Look through the entries. Copy each line that has the word "TestimonialsQuery".

── Provided records ──

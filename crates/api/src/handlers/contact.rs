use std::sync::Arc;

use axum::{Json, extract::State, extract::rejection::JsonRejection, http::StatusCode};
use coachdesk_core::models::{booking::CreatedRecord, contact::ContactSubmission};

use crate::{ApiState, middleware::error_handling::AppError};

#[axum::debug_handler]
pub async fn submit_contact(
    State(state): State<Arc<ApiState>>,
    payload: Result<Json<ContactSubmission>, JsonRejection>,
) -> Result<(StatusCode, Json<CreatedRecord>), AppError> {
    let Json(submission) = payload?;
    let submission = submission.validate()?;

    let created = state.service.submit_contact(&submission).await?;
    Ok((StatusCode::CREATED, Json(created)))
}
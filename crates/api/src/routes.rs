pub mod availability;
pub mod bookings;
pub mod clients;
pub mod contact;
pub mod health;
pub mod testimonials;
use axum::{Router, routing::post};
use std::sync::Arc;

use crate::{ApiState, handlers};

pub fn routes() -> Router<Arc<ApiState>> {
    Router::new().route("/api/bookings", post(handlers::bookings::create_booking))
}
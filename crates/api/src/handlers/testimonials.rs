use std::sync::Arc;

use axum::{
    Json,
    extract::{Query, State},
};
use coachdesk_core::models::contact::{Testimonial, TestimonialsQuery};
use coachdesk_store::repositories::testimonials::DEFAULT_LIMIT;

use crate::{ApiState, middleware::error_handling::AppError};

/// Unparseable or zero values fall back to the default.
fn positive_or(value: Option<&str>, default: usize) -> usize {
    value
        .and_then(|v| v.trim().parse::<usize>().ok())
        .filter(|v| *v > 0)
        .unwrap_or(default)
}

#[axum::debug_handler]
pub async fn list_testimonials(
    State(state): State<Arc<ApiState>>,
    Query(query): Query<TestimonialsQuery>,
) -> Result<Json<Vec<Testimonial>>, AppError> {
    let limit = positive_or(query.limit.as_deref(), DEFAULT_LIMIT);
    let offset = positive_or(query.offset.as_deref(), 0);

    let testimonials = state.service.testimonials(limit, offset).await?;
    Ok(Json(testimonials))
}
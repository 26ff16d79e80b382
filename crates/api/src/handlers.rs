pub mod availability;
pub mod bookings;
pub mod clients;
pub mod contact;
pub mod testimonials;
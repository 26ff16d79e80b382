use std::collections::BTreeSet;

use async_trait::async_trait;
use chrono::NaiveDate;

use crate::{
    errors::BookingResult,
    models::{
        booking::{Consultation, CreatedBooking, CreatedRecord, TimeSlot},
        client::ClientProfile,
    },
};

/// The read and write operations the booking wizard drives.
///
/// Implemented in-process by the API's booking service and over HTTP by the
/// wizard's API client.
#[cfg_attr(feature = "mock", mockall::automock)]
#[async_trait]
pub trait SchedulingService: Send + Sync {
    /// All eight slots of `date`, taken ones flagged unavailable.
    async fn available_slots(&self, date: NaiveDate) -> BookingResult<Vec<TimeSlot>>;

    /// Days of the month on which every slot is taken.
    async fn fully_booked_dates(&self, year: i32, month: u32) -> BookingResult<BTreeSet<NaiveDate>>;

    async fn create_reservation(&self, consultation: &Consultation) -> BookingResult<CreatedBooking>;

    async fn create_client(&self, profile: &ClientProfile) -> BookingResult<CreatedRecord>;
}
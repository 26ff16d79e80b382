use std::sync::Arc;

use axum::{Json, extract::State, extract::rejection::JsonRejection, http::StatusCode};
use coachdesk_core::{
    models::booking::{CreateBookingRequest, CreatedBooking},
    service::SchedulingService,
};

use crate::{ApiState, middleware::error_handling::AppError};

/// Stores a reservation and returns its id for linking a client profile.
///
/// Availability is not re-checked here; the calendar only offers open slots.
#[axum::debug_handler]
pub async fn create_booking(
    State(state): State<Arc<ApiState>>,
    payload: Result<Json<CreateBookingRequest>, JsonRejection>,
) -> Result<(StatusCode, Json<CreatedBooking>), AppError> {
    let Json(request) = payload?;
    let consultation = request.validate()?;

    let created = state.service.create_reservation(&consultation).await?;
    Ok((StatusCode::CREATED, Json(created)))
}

───
── Provided records ──

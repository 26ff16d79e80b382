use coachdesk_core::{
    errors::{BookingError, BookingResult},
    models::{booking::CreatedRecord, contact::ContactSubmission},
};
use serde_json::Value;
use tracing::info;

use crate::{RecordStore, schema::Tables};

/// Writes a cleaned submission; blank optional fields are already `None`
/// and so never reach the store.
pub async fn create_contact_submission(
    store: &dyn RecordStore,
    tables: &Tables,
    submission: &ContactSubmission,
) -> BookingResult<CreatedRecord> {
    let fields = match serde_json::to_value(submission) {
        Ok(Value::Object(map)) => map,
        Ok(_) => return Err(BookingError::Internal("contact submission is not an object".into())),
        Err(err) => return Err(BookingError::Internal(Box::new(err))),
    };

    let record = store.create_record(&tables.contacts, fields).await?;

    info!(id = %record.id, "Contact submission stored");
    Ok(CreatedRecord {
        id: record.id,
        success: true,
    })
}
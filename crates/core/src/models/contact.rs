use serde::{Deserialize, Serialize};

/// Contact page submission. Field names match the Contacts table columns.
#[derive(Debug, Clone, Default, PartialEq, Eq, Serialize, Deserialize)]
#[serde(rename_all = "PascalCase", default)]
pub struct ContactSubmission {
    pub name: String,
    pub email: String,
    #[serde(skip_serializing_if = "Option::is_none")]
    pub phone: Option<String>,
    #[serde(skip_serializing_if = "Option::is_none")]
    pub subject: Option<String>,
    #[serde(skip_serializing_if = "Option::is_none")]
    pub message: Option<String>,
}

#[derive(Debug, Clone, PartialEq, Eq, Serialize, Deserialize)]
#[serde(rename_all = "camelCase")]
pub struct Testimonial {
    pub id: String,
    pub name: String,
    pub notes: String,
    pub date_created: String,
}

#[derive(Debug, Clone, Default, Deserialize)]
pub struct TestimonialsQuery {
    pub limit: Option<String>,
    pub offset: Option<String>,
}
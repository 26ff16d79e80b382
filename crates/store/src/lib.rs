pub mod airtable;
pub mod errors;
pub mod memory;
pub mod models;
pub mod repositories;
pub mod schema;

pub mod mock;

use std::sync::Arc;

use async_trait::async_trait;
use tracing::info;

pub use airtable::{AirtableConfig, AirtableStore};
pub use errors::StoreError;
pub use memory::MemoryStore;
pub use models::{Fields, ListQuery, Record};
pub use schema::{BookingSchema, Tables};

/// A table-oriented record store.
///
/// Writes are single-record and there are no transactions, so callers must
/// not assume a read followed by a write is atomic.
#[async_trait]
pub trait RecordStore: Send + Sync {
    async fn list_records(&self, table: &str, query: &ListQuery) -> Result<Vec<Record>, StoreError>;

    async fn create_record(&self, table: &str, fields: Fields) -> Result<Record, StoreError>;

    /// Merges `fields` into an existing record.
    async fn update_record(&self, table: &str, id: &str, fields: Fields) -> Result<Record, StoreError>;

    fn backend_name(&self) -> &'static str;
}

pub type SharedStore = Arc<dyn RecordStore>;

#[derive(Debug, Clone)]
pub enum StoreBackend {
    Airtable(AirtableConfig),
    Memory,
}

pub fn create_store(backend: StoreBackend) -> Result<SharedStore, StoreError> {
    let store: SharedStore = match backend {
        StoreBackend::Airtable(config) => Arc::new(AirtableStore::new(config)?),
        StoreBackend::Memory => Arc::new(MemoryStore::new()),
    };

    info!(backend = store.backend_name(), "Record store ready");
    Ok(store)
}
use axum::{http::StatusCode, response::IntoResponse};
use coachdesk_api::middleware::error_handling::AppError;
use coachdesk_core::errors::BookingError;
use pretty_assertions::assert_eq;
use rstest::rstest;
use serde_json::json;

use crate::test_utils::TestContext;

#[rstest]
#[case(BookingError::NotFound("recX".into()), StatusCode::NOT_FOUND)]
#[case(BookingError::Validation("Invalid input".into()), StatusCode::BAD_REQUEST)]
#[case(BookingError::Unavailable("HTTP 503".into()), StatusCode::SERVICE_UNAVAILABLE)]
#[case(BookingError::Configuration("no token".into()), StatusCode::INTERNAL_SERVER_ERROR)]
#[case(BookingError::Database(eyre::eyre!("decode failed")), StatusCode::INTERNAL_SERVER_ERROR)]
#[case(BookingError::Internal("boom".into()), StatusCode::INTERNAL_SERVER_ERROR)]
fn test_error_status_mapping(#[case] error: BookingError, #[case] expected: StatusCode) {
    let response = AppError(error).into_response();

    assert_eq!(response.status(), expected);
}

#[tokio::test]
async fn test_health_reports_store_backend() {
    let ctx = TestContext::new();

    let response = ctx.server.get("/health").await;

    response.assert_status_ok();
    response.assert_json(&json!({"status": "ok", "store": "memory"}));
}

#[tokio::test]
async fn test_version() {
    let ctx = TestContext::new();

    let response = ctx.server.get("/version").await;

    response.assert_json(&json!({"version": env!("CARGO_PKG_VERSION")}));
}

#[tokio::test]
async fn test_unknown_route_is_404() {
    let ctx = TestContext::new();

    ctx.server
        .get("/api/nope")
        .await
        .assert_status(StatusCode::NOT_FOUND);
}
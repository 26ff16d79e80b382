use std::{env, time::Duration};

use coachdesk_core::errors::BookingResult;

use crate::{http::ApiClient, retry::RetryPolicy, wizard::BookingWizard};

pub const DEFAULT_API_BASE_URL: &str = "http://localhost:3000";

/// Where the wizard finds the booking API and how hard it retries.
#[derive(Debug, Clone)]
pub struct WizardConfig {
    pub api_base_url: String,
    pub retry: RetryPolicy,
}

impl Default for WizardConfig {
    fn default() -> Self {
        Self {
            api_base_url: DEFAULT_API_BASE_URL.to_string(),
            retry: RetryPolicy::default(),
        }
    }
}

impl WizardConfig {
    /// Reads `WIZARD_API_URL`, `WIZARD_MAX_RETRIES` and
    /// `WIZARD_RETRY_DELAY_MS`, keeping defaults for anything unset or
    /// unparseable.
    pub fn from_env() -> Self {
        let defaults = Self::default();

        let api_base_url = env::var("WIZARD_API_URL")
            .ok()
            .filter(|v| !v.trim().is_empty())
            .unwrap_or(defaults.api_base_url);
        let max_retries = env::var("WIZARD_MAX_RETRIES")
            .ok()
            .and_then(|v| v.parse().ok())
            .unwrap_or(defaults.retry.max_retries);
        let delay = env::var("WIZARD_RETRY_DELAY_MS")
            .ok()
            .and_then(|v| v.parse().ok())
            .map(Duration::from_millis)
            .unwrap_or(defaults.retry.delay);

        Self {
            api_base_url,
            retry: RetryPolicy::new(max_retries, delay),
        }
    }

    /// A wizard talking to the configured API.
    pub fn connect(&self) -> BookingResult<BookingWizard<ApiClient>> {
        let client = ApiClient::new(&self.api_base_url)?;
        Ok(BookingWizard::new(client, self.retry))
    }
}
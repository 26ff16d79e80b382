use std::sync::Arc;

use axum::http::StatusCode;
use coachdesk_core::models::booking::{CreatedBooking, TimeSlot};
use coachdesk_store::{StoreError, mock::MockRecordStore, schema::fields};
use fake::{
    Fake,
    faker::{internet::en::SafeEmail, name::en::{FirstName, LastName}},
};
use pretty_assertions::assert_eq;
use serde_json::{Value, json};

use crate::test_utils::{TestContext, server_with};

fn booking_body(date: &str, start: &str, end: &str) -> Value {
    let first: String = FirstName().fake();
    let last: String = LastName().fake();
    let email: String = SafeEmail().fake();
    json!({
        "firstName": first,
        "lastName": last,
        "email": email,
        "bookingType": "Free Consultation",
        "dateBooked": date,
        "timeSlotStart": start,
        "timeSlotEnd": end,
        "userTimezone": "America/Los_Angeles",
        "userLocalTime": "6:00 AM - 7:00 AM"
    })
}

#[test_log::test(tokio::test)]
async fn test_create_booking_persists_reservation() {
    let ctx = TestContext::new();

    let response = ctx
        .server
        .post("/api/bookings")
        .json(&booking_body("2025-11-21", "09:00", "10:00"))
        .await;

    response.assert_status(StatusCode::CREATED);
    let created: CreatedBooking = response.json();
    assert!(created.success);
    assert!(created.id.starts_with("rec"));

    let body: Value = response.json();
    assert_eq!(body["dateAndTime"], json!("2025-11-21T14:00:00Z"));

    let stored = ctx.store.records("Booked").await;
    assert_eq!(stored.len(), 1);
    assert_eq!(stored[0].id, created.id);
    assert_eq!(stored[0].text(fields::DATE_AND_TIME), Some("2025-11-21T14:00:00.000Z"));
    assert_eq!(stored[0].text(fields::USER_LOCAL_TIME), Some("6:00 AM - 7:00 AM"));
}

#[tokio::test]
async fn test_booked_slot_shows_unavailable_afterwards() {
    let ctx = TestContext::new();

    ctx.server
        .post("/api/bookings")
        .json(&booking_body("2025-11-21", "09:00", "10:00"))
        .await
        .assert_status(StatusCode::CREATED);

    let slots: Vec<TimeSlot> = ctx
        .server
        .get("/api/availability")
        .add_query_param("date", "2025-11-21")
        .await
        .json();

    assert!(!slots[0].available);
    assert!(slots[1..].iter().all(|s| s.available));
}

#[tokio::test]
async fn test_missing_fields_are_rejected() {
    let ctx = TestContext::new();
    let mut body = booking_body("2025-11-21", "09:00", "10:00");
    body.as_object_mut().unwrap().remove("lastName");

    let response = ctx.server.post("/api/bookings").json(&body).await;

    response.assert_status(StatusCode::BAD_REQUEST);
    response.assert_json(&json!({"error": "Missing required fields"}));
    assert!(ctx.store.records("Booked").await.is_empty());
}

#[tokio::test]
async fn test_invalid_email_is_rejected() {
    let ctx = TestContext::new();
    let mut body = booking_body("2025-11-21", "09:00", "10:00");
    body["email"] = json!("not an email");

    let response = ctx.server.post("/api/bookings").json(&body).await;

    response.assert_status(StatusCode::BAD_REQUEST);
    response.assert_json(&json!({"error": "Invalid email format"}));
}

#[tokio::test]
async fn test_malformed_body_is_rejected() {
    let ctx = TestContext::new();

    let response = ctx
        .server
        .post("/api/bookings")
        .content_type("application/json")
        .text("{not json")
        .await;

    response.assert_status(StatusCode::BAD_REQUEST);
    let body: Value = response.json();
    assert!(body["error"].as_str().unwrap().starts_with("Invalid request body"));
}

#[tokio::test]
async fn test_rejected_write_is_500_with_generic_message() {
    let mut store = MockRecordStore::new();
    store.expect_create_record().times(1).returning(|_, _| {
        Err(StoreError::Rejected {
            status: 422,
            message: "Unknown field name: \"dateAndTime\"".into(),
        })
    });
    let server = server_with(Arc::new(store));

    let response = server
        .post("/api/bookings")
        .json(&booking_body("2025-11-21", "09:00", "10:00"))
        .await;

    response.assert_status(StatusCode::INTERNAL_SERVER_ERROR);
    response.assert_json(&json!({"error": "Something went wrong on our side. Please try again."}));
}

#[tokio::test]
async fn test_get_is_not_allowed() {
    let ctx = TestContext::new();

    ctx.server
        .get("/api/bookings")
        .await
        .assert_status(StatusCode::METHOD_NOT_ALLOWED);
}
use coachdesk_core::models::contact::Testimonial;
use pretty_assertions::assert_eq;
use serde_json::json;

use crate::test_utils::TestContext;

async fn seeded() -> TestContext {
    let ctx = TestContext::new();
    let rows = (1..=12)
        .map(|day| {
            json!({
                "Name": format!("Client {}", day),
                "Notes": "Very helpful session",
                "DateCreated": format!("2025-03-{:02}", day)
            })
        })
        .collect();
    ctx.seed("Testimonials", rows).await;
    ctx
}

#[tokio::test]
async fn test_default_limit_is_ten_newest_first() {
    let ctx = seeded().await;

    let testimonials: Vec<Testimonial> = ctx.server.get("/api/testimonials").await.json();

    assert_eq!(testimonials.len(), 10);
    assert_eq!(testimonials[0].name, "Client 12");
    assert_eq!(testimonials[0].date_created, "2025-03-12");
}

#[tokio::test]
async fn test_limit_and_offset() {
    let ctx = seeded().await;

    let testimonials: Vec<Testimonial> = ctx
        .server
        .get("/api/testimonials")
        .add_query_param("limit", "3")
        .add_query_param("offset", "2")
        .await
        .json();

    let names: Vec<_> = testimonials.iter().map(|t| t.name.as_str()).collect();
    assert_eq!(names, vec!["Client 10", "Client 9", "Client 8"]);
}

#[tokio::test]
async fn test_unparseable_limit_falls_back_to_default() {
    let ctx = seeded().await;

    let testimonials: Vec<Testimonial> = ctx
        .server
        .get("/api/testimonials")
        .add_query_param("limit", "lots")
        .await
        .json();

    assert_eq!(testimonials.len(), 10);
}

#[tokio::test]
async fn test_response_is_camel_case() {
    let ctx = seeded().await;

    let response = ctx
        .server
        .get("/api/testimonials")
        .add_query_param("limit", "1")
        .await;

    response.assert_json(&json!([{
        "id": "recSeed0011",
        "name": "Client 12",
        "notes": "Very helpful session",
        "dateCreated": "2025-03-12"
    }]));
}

───

Output:
use coachdesk_core::models::contact::{Testimonial, TestimonialsQuery};
    Query(query): Query<TestimonialsQuery>,
pub struct TestimonialsQuery {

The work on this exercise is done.